[Collected data]
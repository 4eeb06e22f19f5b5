//! Hosted-API sync strategy: mirrors a repository through GitHub's contents API.
//!
//! `ensure_cloned` walks `/repos/{owner}/{repo}/contents/{path}` directory by
//! directory, downloads every file into a staging directory and, once the whole
//! tree arrived, swaps it into the mirror root (old contents removed, root kept).
//! Paths returned by the provider go through [`path_guard`] like any other input.
//!
//! API clients live in a [`ClientCache`] keyed by token, so each credential keeps
//! its own identity and rate limit without rebuilding a client per call.

use std::collections::{HashMap, HashSet, VecDeque};
use std::fmt;
use std::path::{Path, PathBuf};
use std::sync::{Arc, PoisonError, RwLock};
use std::time::Duration;

use async_trait::async_trait;
use base64::{engine::general_purpose::STANDARD, Engine as _};
use futures::{stream, StreamExt, TryStreamExt};
use regex::Regex;
use reqwest::header::{HeaderMap, HeaderValue, ACCEPT, AUTHORIZATION, USER_AGENT};
use reqwest::{StatusCode, Url};
use serde::Deserialize;
use tracing::{debug, info, warn};
use uuid::Uuid;
use walkdir::WalkDir;

use crate::contract::{FileNode, GitManager};
use crate::error::MirrorError;
use crate::path_guard;
use crate::repository::{require_https, Repository};

pub const DEFAULT_API_BASE: &str = "https://api.github.com";
const CLIENT_USER_AGENT: &str = concat!("docsync/", env!("CARGO_PKG_VERSION"));
const FETCH_CONCURRENCY: usize = 8;

/// Configured API clients, one per distinct token (`""` for anonymous).
///
/// Entries live as long as the cache; the key space is bounded by the tokens in use.
pub struct ClientCache {
    timeout: Duration,
    clients: RwLock<HashMap<String, reqwest::Client>>,
}

impl fmt::Debug for ClientCache {
    fn fmt(&self, f: &mut fmt::Formatter<'_>) -> fmt::Result {
        f.debug_struct("ClientCache")
            .field("timeout", &self.timeout)
            .field("clients", &self.len())
            .finish()
    }
}

impl ClientCache {
    pub fn new(timeout: Duration) -> Self {
        Self {
            timeout,
            clients: RwLock::new(HashMap::new()),
        }
    }

    pub fn len(&self) -> usize {
        self.clients
            .read()
            .unwrap_or_else(PoisonError::into_inner)
            .len()
    }

    pub fn is_empty(&self) -> bool {
        self.len() == 0
    }

    pub fn client_for(&self, token: Option<&str>) -> Result<reqwest::Client, MirrorError> {
        let key = token.unwrap_or("");
        if let Some(client) = self
            .clients
            .read()
            .unwrap_or_else(PoisonError::into_inner)
            .get(key)
        {
            return Ok(client.clone());
        }

        let mut clients = self.clients.write().unwrap_or_else(PoisonError::into_inner);
        if let Some(client) = clients.get(key) {
            return Ok(client.clone());
        }
        let client = self.build_client(key)?;
        clients.insert(key.to_string(), client.clone());
        debug!(authenticated = !key.is_empty(), cached = clients.len(), "Built hosted API client");
        Ok(client)
    }

    fn build_client(&self, token: &str) -> Result<reqwest::Client, MirrorError> {
        let mut headers = HeaderMap::new();
        headers.insert(ACCEPT, HeaderValue::from_static("application/vnd.github+json"));
        headers.insert(USER_AGENT, HeaderValue::from_static(CLIENT_USER_AGENT));
        headers.insert("X-GitHub-Api-Version", HeaderValue::from_static("2022-11-28"));
        if !token.is_empty() {
            let mut bearer = HeaderValue::from_str(&format!("Bearer {token}")).map_err(|_| {
                MirrorError::Config("access token is not a valid header value".to_string())
            })?;
            bearer.set_sensitive(true);
            headers.insert(AUTHORIZATION, bearer);
        }

        reqwest::Client::builder()
            .default_headers(headers)
            .timeout(self.timeout)
            .build()
            .map_err(|e| MirrorError::Config(format!("failed to build HTTP client: {e}")))
    }
}

/// `owner/repo` pair addressed by a remote URL.
#[derive(Debug, Clone, PartialEq, Eq)]
pub struct RemoteRepo {
    pub owner: String,
    pub name: String,
}

pub fn parse_remote(url: &str) -> Result<RemoteRepo, MirrorError> {
    require_https(url)?;
    let pattern = Regex::new(r"(?i)^https://[^/@\s]+/([A-Za-z0-9_.-]+)/([A-Za-z0-9_.-]+?)(?:\.git)?/?$")
        .map_err(|e| MirrorError::Config(e.to_string()))?;
    let invalid = || MirrorError::InvalidRemote {
        url: url.to_string(),
    };
    let caps = pattern.captures(url).ok_or_else(invalid)?;
    let owner = caps[1].to_string();
    let name = caps[2].to_string();
    if [&owner, &name].iter().any(|s| s.as_str() == "." || s.as_str() == "..") {
        return Err(invalid());
    }
    Ok(RemoteRepo { owner, name })
}

#[derive(Debug, Clone, Deserialize)]
struct ContentEntry {
    #[serde(rename = "type")]
    kind: String,
    path: String,
    #[serde(default)]
    content: Option<String>,
    #[serde(default)]
    encoding: Option<String>,
    #[serde(default)]
    download_url: Option<String>,
}

#[derive(Debug, Deserialize)]
#[serde(untagged)]
enum ContentsResponse {
    Listing(Vec<ContentEntry>),
    Single(ContentEntry),
}

fn http_error(url: &Url, e: reqwest::Error, timeout: Duration) -> MirrorError {
    if e.is_timeout() {
        MirrorError::Timeout {
            operation: format!("GET {url}"),
            secs: timeout.as_secs(),
        }
    } else {
        MirrorError::Http {
            url: url.to_string(),
            source: e,
        }
    }
}

/// [`GitManager`] backed by the hosted provider's REST API.
#[derive(Debug, Clone)]
pub struct GitHubManager {
    base_path: PathBuf,
    api_base: String,
    timeout: Duration,
    clients: Arc<ClientCache>,
}

impl GitHubManager {
    pub fn new(base_path: impl Into<PathBuf>, timeout: Duration) -> Self {
        Self::with_api_base(
            base_path,
            DEFAULT_API_BASE,
            Arc::new(ClientCache::new(timeout)),
        )
    }

    /// Point at another API root and share an existing client cache.
    pub fn with_api_base(
        base_path: impl Into<PathBuf>,
        api_base: impl Into<String>,
        clients: Arc<ClientCache>,
    ) -> Self {
        Self {
            base_path: base_path.into(),
            api_base: api_base.into(),
            timeout: clients.timeout,
            clients,
        }
    }

    pub fn client_cache(&self) -> &Arc<ClientCache> {
        &self.clients
    }

    fn contents_url(&self, remote: &RemoteRepo, path: &str) -> Result<Url, MirrorError> {
        let mut url = Url::parse(&self.api_base)
            .map_err(|e| MirrorError::Config(format!("api base '{}': {e}", self.api_base)))?;
        url.path_segments_mut()
            .map_err(|_| MirrorError::Config(format!("api base '{}' cannot be a base", self.api_base)))?
            .pop_if_empty()
            .extend(["repos", remote.owner.as_str(), remote.name.as_str(), "contents"])
            .extend(path.split('/').filter(|s| !s.is_empty()));
        Ok(url)
    }

    async fn get(&self, client: &reqwest::Client, url: Url) -> Result<reqwest::Response, MirrorError> {
        let resp = client
            .get(url.clone())
            .send()
            .await
            .map_err(|e| http_error(&url, e, self.timeout))?;

        let status = resp.status();
        let exhausted = resp
            .headers()
            .get("x-ratelimit-remaining")
            .and_then(|v| v.to_str().ok())
            == Some("0");
        if status == StatusCode::TOO_MANY_REQUESTS || (status == StatusCode::FORBIDDEN && exhausted) {
            warn!(url = %url, status = %status, "Hosted API rate limit exhausted");
            return Err(MirrorError::RateLimited {
                url: url.to_string(),
            });
        }
        if !status.is_success() {
            let body = resp
                .text()
                .await
                .unwrap_or_else(|_| String::from("<Failed to decode response body>"));
            return Err(MirrorError::Provider {
                url: url.to_string(),
                status: status.as_u16(),
                body,
            });
        }
        Ok(resp)
    }

    async fn get_contents(
        &self,
        client: &reqwest::Client,
        remote: &RemoteRepo,
        path: &str,
    ) -> Result<ContentsResponse, MirrorError> {
        let url = self.contents_url(remote, path)?;
        let resp = self.get(client, url.clone()).await?;
        resp.json::<ContentsResponse>()
            .await
            .map_err(|e| http_error(&url, e, self.timeout))
    }

    /// Breadth-first walk of the remote tree. Entry paths are validated here.
    ///
    /// Every entry must be a direct child of the directory being listed and no
    /// directory is listed twice, so a misbehaving provider cannot keep the walk going.
    async fn walk_remote(
        &self,
        client: &reqwest::Client,
        remote: &RemoteRepo,
    ) -> Result<Vec<FileNode>, MirrorError> {
        let mut nodes = Vec::new();
        let mut visited: HashSet<String> = HashSet::new();
        let mut pending = VecDeque::from([String::new()]);
        while let Some(dir) = pending.pop_front() {
            if !visited.insert(dir.clone()) {
                return Err(MirrorError::Decode {
                    path: dir,
                    reason: "directory listed more than once".to_string(),
                });
            }
            let entries = match self.get_contents(client, remote, &dir).await? {
                ContentsResponse::Listing(entries) => entries,
                ContentsResponse::Single(entry) => vec![entry],
            };
            for entry in entries {
                let path = path_guard::checked_relative(&entry.path)?;
                if path.is_empty() {
                    return Err(MirrorError::PathTraversal { path: entry.path });
                }
                if !is_direct_child(&dir, &path) {
                    return Err(MirrorError::Decode {
                        path,
                        reason: format!("not a direct child of '{dir}'"),
                    });
                }
                match entry.kind.as_str() {
                    "file" => nodes.push(FileNode::file(path)),
                    "dir" => {
                        pending.push_back(path.clone());
                        nodes.push(FileNode::dir(path));
                    }
                    other => debug!(path = %path, kind = other, "Skipping non-file content entry"),
                }
            }
        }
        nodes.sort_by(|a, b| a.path.cmp(&b.path));
        Ok(nodes)
    }

    /// Client for a provider-supplied blob URL.
    ///
    /// Same origin as the API keeps the credentialed client. Any other origin must
    /// be https and gets the anonymous client, so the token never leaves the API host.
    fn blob_client(
        &self,
        client: &reqwest::Client,
        url: &Url,
        path: &str,
    ) -> Result<reqwest::Client, MirrorError> {
        let api = Url::parse(&self.api_base)
            .map_err(|e| MirrorError::Config(format!("api base '{}': {e}", self.api_base)))?;
        if api.origin() == url.origin() {
            return Ok(client.clone());
        }
        if url.scheme() != "https" {
            warn!(path, url = %url, "Refusing non-https download url from provider");
            return Err(MirrorError::Decode {
                path: path.to_string(),
                reason: format!("download url '{url}' is not https"),
            });
        }
        self.clients.client_for(None)
    }

    async fn fetch_file(
        &self,
        client: &reqwest::Client,
        remote: &RemoteRepo,
        path: &str,
    ) -> Result<Vec<u8>, MirrorError> {
        let entry = match self.get_contents(client, remote, path).await? {
            ContentsResponse::Single(entry) => entry,
            ContentsResponse::Listing(_) => {
                return Err(MirrorError::Decode {
                    path: path.to_string(),
                    reason: "provider returned a directory listing".to_string(),
                })
            }
        };

        match (entry.encoding.as_deref(), entry.content.as_deref()) {
            (Some("base64"), Some(content)) => {
                let compact: String = content.chars().filter(|c| !c.is_whitespace()).collect();
                STANDARD.decode(compact).map_err(|e| MirrorError::Decode {
                    path: path.to_string(),
                    reason: e.to_string(),
                })
            }
            (Some("utf-8"), Some(content)) => Ok(content.as_bytes().to_vec()),
            _ => {
                // Large files come back with `encoding: none`; fetch the raw blob instead.
                let raw = entry.download_url.ok_or_else(|| MirrorError::Decode {
                    path: path.to_string(),
                    reason: "no inline content and no download url".to_string(),
                })?;
                let url = Url::parse(&raw).map_err(|e| MirrorError::Decode {
                    path: path.to_string(),
                    reason: format!("bad download url: {e}"),
                })?;
                let blob_client = self.blob_client(client, &url, path)?;
                let resp = self.get(&blob_client, url.clone()).await?;
                let bytes = resp
                    .bytes()
                    .await
                    .map_err(|e| http_error(&url, e, self.timeout))?;
                Ok(bytes.to_vec())
            }
        }
    }

    async fn download_into(
        &self,
        client: &reqwest::Client,
        remote: &RemoteRepo,
        nodes: &[FileNode],
        staging: &Path,
    ) -> Result<(), MirrorError> {
        let mut files = Vec::new();
        for node in nodes {
            if node.is_file() {
                files.push(node.clone());
            } else {
                let target = path_guard::resolve(staging, &node.path)?;
                tokio::fs::create_dir_all(&target)
                    .await
                    .map_err(|e| MirrorError::io(&target, e))?;
            }
        }

        stream::iter(files)
            .map(|node| self.write_one(client, remote, staging, node))
            .buffer_unordered(FETCH_CONCURRENCY)
            .try_collect::<Vec<()>>()
            .await?;
        Ok(())
    }

    async fn write_one(
        &self,
        client: &reqwest::Client,
        remote: &RemoteRepo,
        staging: &Path,
        node: FileNode,
    ) -> Result<(), MirrorError> {
        let target = path_guard::resolve(staging, &node.path)?;
        let content = self.fetch_file(client, remote, &node.path).await?;
        if let Some(parent) = target.parent() {
            tokio::fs::create_dir_all(parent)
                .await
                .map_err(|e| MirrorError::io(parent, e))?;
        }
        tokio::fs::write(&target, content)
            .await
            .map_err(|e| MirrorError::io(&target, e))
    }

    async fn api_listing(&self, repo: &Repository) -> Result<Vec<FileNode>, MirrorError> {
        let remote = parse_remote(repo.url())?;
        let client = self.clients.client_for(repo.access_token())?;
        self.walk_remote(&client, &remote).await
    }
}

* To do
Return, word for word, every line from the top of the entries down to the line that holds "client per call.", both included.

* Result of this task
repository 4eeb06e22f19f5b5
//! Hosted-API sync strategy: mirrors a repository through GitHub's contents API.
//!
//! `ensure_cloned` walks `/repos/{owner}/{repo}/contents/{path}` directory by
//! directory, downloads every file into a staging directory and, once the whole
//! tree arrived, swaps it into the mirror root (old contents removed, root kept).
//! Paths returned by the provider go through [`path_guard`] like any other input.
//!
//! API clients live in a [`ClientCache`] keyed by token, so each credential keeps
//! its own identity and rate limit without rebuilding a client per call.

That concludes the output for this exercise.